Edge Cases: Handling Ragged and Unbalanced Hierarchies (Part 5 of 6)

In the first three posts of this series, we delved into some necessary details from graph theory, reviewed acyclic graphs (DAGs), and touched on some foundational concepts that help describe what hierarchies are and how they might best be modeled. 

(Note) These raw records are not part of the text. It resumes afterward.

//! ACPI table parser

use core::{ptr::from_ref, slice::from_raw_parts};
use kernel::{
    arch::{BASIC_PAGE_SIZE, x86_64::X86_64},
    mem::paging::{Flags, PageSize, PagingManager},
};
use rsdp::Rsdp2;
use utils::{mem::PhysAddr, sanity_assert};

mod hpet;
mod madt;
pub mod mcfg;
mod rsdp;
mod xsdt;

/// Errors that can occur while parsing ACPI tables
#[derive(Debug)]
pub enum AcpiError {
    /// The checksum of the table is invalid
    InvalidChecksum,
}

/// The ACPI GAS (Generic Address Structure)
#[repr(C, packed)]
#[derive(Debug)]
struct Gas {
    space_id: u8,
    register_bit_width: u8,
    register_bit_offset: u8,
    _reserved: u8,
    addr: u64,
}

/// The header that comes before (almost) all ACPI table
#[repr(C)]
#[derive(Debug, Clone, Copy)]
struct SdtHeader {
    signature: [u8; 4],
    length: u32,
    revision: u8,
    checksum: u8,
    oem_id: [u8; 6],
    oem_table_id: [u8; 8],
    oem_revision: u32,
    creator_id: u32,
    creator_revision: u32,
}

impl SdtHeader {
    /// Get the entry count for tables with fixed size entries
    #[inline]
    fn entry_count<T>(&self) -> usize {
        // Total length (including header) - header size gives us the total size of the entries
        let bytes_count = self.length as usize - size_of::<SdtHeader>();
        // Should be aligned, but just making sure :)
        sanity_assert!(bytes_count % size_of::<T>() == 0);

        // Byte count to entry count
        bytes_count / core::mem::size_of::<T>()
    }

    /// Validate the checksum of the table
    fn validate_checksum(&self) -> Result<(), AcpiError> {
        let sum = unsafe { from_raw_parts(from_ref(self).cast::<u8>(), self.length as usize) }
            .iter()
            .fold(0, |acc, &x| acc + x as usize);

        if sum % 0x100 != 0 {
            return Err(AcpiError::InvalidChecksum);
        }

        Ok(())
    }
}

/// A trait that all ACPI tables should implement, in order for the parser to be able to do it's
/// job
trait AcpiTable {
    /// The signature of the table
    const SIGNATURE: &'static [u8; 4];
}

/// Initialize the ACPI subsystem
pub unsafe fn init(rsdp_addr: PhysAddr) -> Result<(), AcpiError> {
    sanity_assert!(rsdp_addr.0 % align_of::<Rsdp2>() == 0);

    let rsdp = unsafe {
        let diff = rsdp_addr.0 % BASIC_PAGE_SIZE.size();
        let ptr: *const Rsdp2 =
            X86_64::map_pages(rsdp_addr - diff, 1, Flags::new(), PageSize::size_4kb())
                .unwrap()
                .byte_add(diff)
                .cast();

        ptr.as_ref().unwrap()
    };

    rsdp.validate_checksum()?;
    let xsdt = rsdp.get_xsdt();
    xsdt.parse_tables()?;

    logger::info!("ACPI: All tables parsed successfully");

    Ok(())
}
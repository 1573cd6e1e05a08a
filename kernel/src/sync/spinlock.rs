//! A simple spinlock implementation

use core::cell::UnsafeCell;
use core::hint;
use core::ops::{Deref, DerefMut};
use core::sync::atomic::{AtomicBool, Ordering};

pub trait SpinLockDropable {
    /// Additional cleanup code for the spinlock, that will be called **BEFORE** the lock is
    /// released.
    /// NOTE: There is no need to release the lock here, it will be released for you. This simply an option for when you need to
    /// run some code before the lock is released.
    unsafe fn custom_unlock(&mut self) {}
}

/// A simple spinlock implementation
pub struct SpinLock<T>
where
    T: SpinLockDropable,
{
    lock: AtomicBool,
    data: UnsafeCell<T>,
}

/// A guard for the spinlock, which unlocks the spinlock when dropped
pub struct SpinLockGuard<'a, T>
where
    T: SpinLockDropable,
{
    lock: &'a SpinLock<T>,
    data: &'a mut T,
}

unsafe impl<T: Send + SpinLockDropable> Send for SpinLock<T> {}
unsafe impl<T: Send + SpinLockDropable> Sync for SpinLock<T> {}

impl<T> SpinLock<T>
where
    T: SpinLockDropable,
{
    /// Create a new spinlock with the given data
    pub const fn new(data: T) -> Self {
        SpinLock {
            lock: AtomicBool::new(false),
            data: UnsafeCell::new(data),
        }
    }

    /// Spin until you can lock the spinlock, then lock it
    pub fn lock(&self) -> SpinLockGuard<T> {
        loop {
            // Tell the processor we're spinning so it can optimize some stuff
            hint::spin_loop();

            if !self.lock.swap(true, Ordering::Acquire) {
                break;
            }
        }

        SpinLockGuard {
            lock: self,
            data: unsafe { self.data.get().as_mut().unwrap() },
        }
    }

    /// Release the spinlock
    unsafe fn unlock(&self) {
        self.lock.store(false, Ordering::Release);
    }
}

impl<T> Drop for SpinLockGuard<'_, T>
where
    T: SpinLockDropable,
{
    fn drop(&mut self) {
        unsafe {
            // Run some custom unlock functionality if there is any
            self.data.custom_unlock();

            // Now unlock the spinlock
            self.lock.unlock()
        };
    }
}

// Deref to access the underlying data
impl<T> Deref for SpinLockGuard<'_, T>
where
    T: SpinLockDropable,
{
    type Target = T;
    fn deref(&self) -> &Self::Target {
        self.data
    }
}

impl<T> DerefMut for SpinLockGuard<'_, T>
where
    T: SpinLockDropable,
{
    fn deref_mut(&mut self) -> &mut Self::Target {
        self.data
    }
}
use core::ops::Range;

use crate::{collections::bitmap::Bitmap, sanity_assert};

#[derive(Debug, Clone, Copy, Eq, PartialEq)]
pub enum IdAllocatorError {
    OutOfIds,
    IdAlreadyFree,
}

#[derive(Debug, Clone, Copy, Eq, PartialEq)]
pub struct Id(pub usize);

pub struct IdAllocator {
    bitmap: Bitmap,
    range: Range<Id>,
}

// TODO: Use a ring ptr here?

impl IdAllocator {
    /// Get an uninitilized instance of an `IdAllocator`
    pub const fn uninit() -> Self {
        Self {
            bitmap: Bitmap::uninit(),
            range: Id(0)..Id(0),
        }
    }

    /// Construct a new `IdAllocator`
    pub fn new(range: Range<Id>) -> Self {
        Self {
            bitmap: Bitmap::new(range.end.0 - range.start.0 + 1),
            range,
        }
    }

    /// Try to find a free id in the range and allocate it
    #[must_use = "Not freeing the ID will cause leaking"]
    pub fn allocate(&mut self) -> Result<Id, IdAllocatorError> {
        let max_id = self.bitmap.used_bits_count();

        for i in 0..max_id {
            if !self.bitmap.is_set(i) {
                self.bitmap.set(i);
                return Ok(Id(i + self.range.start.0));
            }
        }

        Err(IdAllocatorError::OutOfIds)
    }

    // TODO: Give a handle or something to prevent bad freeing?
    /// Tries to free the given id
    pub unsafe fn free(&mut self, id: Id) -> Result<(), IdAllocatorError> {
        sanity_assert!(id.0 >= self.range.start.0 && id.0 <= self.range.end.0);

        let index = id.0 - self.range.start.0;
        if self.bitmap.is_set(index) {
            self.bitmap.unset(index);

            return Ok(());
        }

        Err(IdAllocatorError::IdAlreadyFree)
    }

    // pub fn grow_pool();
    // pub fn shrink_pool();
}

#[cfg(test)]
mod tests {
    use super::*;

    #[test]
    fn test_id_allocator() {
        let mut allocator = IdAllocator::new(Id(0)..Id(10));

        let id1 = allocator.allocate().unwrap();
        assert_eq!(id1.0, 0);

        let id2 = allocator.allocate().unwrap();
        assert_eq!(id2.0, 1);

        unsafe {allocator.free(id1).unwrap()};

        let id3 = allocator.allocate().unwrap();
        assert_eq!(id3.0, 0);
    }
}
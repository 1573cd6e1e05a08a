//! Per-CPU ready queue: a priority-ordered array of FIFOs plus a presence
//! bitmap so `pop_highest` never has to scan an empty level.

use core::ptr::NonNull;

use captab::sc::{PRIORITY_LEVELS, Sc};
use utils::collections::linkedlist::LinkedList;

const LEVELS: usize = PRIORITY_LEVELS as usize;

/// 128 priority levels, indexed 0 (lowest) through 127 (highest).
pub struct ReadyQueue {
    levels: [LinkedList<NonNull<Sc>>; LEVELS],
    /// Bit `p` set iff `levels[p]` is non-empty.
    presence: u128,
}

impl ReadyQueue {
    #[must_use]
    pub const fn new() -> Self {
        Self {
            levels: [const { LinkedList::new() }; LEVELS],
            presence: 0,
        }
    }

    pub fn push_front(&mut self, priority: u8, sc: NonNull<Sc>) {
        self.levels[priority as usize].push_front(sc);
        self.presence |= 1 << priority;
    }

    pub fn push_back(&mut self, priority: u8, sc: NonNull<Sc>) {
        self.levels[priority as usize].push_back(sc);
        self.presence |= 1 << priority;
    }

    /// Removes and returns the head of the highest non-empty priority
    /// level, i.e. the next SC `schedule()` should dispatch.
    pub fn pop_highest(&mut self) -> Option<NonNull<Sc>> {
        if self.presence == 0 {
            return None;
        }
        let prio = 127 - self.presence.leading_zeros() as usize;
        let sc = self.levels[prio].pop_front();
        if self.levels[prio].is_empty() {
            self.presence &= !(1 << prio);
        }
        sc
    }

    #[must_use]
    pub fn is_empty(&self) -> bool {
        self.presence == 0
    }

    #[must_use]
    pub fn top_priority(&self) -> Option<u8> {
        if self.presence == 0 {
            None
        } else {
            Some((127 - self.presence.leading_zeros()) as u8)
        }
    }
}

impl Default for ReadyQueue {
    fn default() -> Self {
        Self::new()
    }
}

#[cfg(test)]
mod tests {
    use super::*;
    use captab::capability::{Capability, perm};
    use captab::object::ObjectKind;
    use captab::pd::Pd;
    use captab::sc::create_sc;
    use utils::collections::id::Id;

    /// Builds a root PD holding a self-PD capability, one EC, and returns
    /// an SC at `priority` bound to it, all through the public factory
    /// functions (same setup captab's own PD/EC/SC tests use).
    fn dummy_sc(priority: u8) -> NonNull<Sc> {
        let root = Pd::bootstrap_root();
        let self_cap = Capability::new(NonNull::from(root.header()), perm::PD);
        root.obj_space.publish(Id(0), self_cap).unwrap();

        captab::ec::create_ec(
            &root,
            Id(0),
            Id(0),
            Id(1),
            captab::object::EcSubKind::Global,
            0,
            None,
        )
        .unwrap();

        create_sc(&root, Id(0), Id(1), Id(2), 0, priority, 1000).unwrap();

        let cap = root.obj_space.lookup(Id(2));
        cap.validate(ObjectKind::Sc, perm::SC).unwrap().cast::<Sc>()
    }

    #[test]
    fn pops_highest_priority_first() {
        let mut q = ReadyQueue::new();
        q.push_back(10, dummy_sc(10));
        q.push_back(90, dummy_sc(90));
        q.push_back(50, dummy_sc(50));

        let first = unsafe { q.pop_highest().unwrap().as_ref() };
        assert_eq!(first.priority, 90);
        let second = unsafe { q.pop_highest().unwrap().as_ref() };
        assert_eq!(second.priority, 50);
        let third = unsafe { q.pop_highest().unwrap().as_ref() };
        assert_eq!(third.priority, 10);
        assert!(q.is_empty());
    }

    #[test]
    fn fifo_within_a_level() {
        let mut q = ReadyQueue::new();
        let a = dummy_sc(5);
        let b = dummy_sc(5);
        q.push_back(5, a);
        q.push_back(5, b);
        assert_eq!(q.pop_highest(), Some(a));
        assert_eq!(q.pop_highest(), Some(b));
    }

    #[test]
    fn push_front_goes_ahead_of_push_back() {
        let mut q = ReadyQueue::new();
        let a = dummy_sc(5);
        let b = dummy_sc(5);
        q.push_back(5, a);
        q.push_front(5, b);
        assert_eq!(q.pop_highest(), Some(b));
        assert_eq!(q.pop_highest(), Some(a));
    }
}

In the fourth post of the series, we spent time considering an alternative model for hierarchies: the level hierarchy which motivated several interesting discussion points including:

  • The fact that many common fields (and collections of fields) in data models (such as dates, names, phone numbers, addresses and URLs) actually encapsulate level hierarchies.
  • A parent-child structure, as simple/robust/scalable as it can be, can nonetheless overcomplicate the modeling of certain types of hierarchies (i.e. time dimensions as a primary example).
  • Level hierarchies are also the requisite model for most “modern data stack” architectures (given that a majority of BI tools do not support native SQL-based traversal of parent-child hierarchies).
  • As such, parent-child hierarchies are often appropriate for the integration layer of your data architecture, whereas level hierarchies are often ideal for your consumption layer.
    • The corresponding “flattening” transformation logic should probably be implemented via recursive CTEs (although other approaches are possible, such as self-joins).
    • When/where to model various transformations, i.e. in physical persistence (schema-on-write) or via logical views (schema-on-read), and at what layer of your architecture depends on a number of tradeoffs and should be addressed deliberately with the support of an experienced data architect.

At the very end of the last (fourth) post, we examined an org chart hierarchy that included a node with a rather ambiguous level attribute. The “natural” level differed from the “business” level and thus requires some kind of resolution.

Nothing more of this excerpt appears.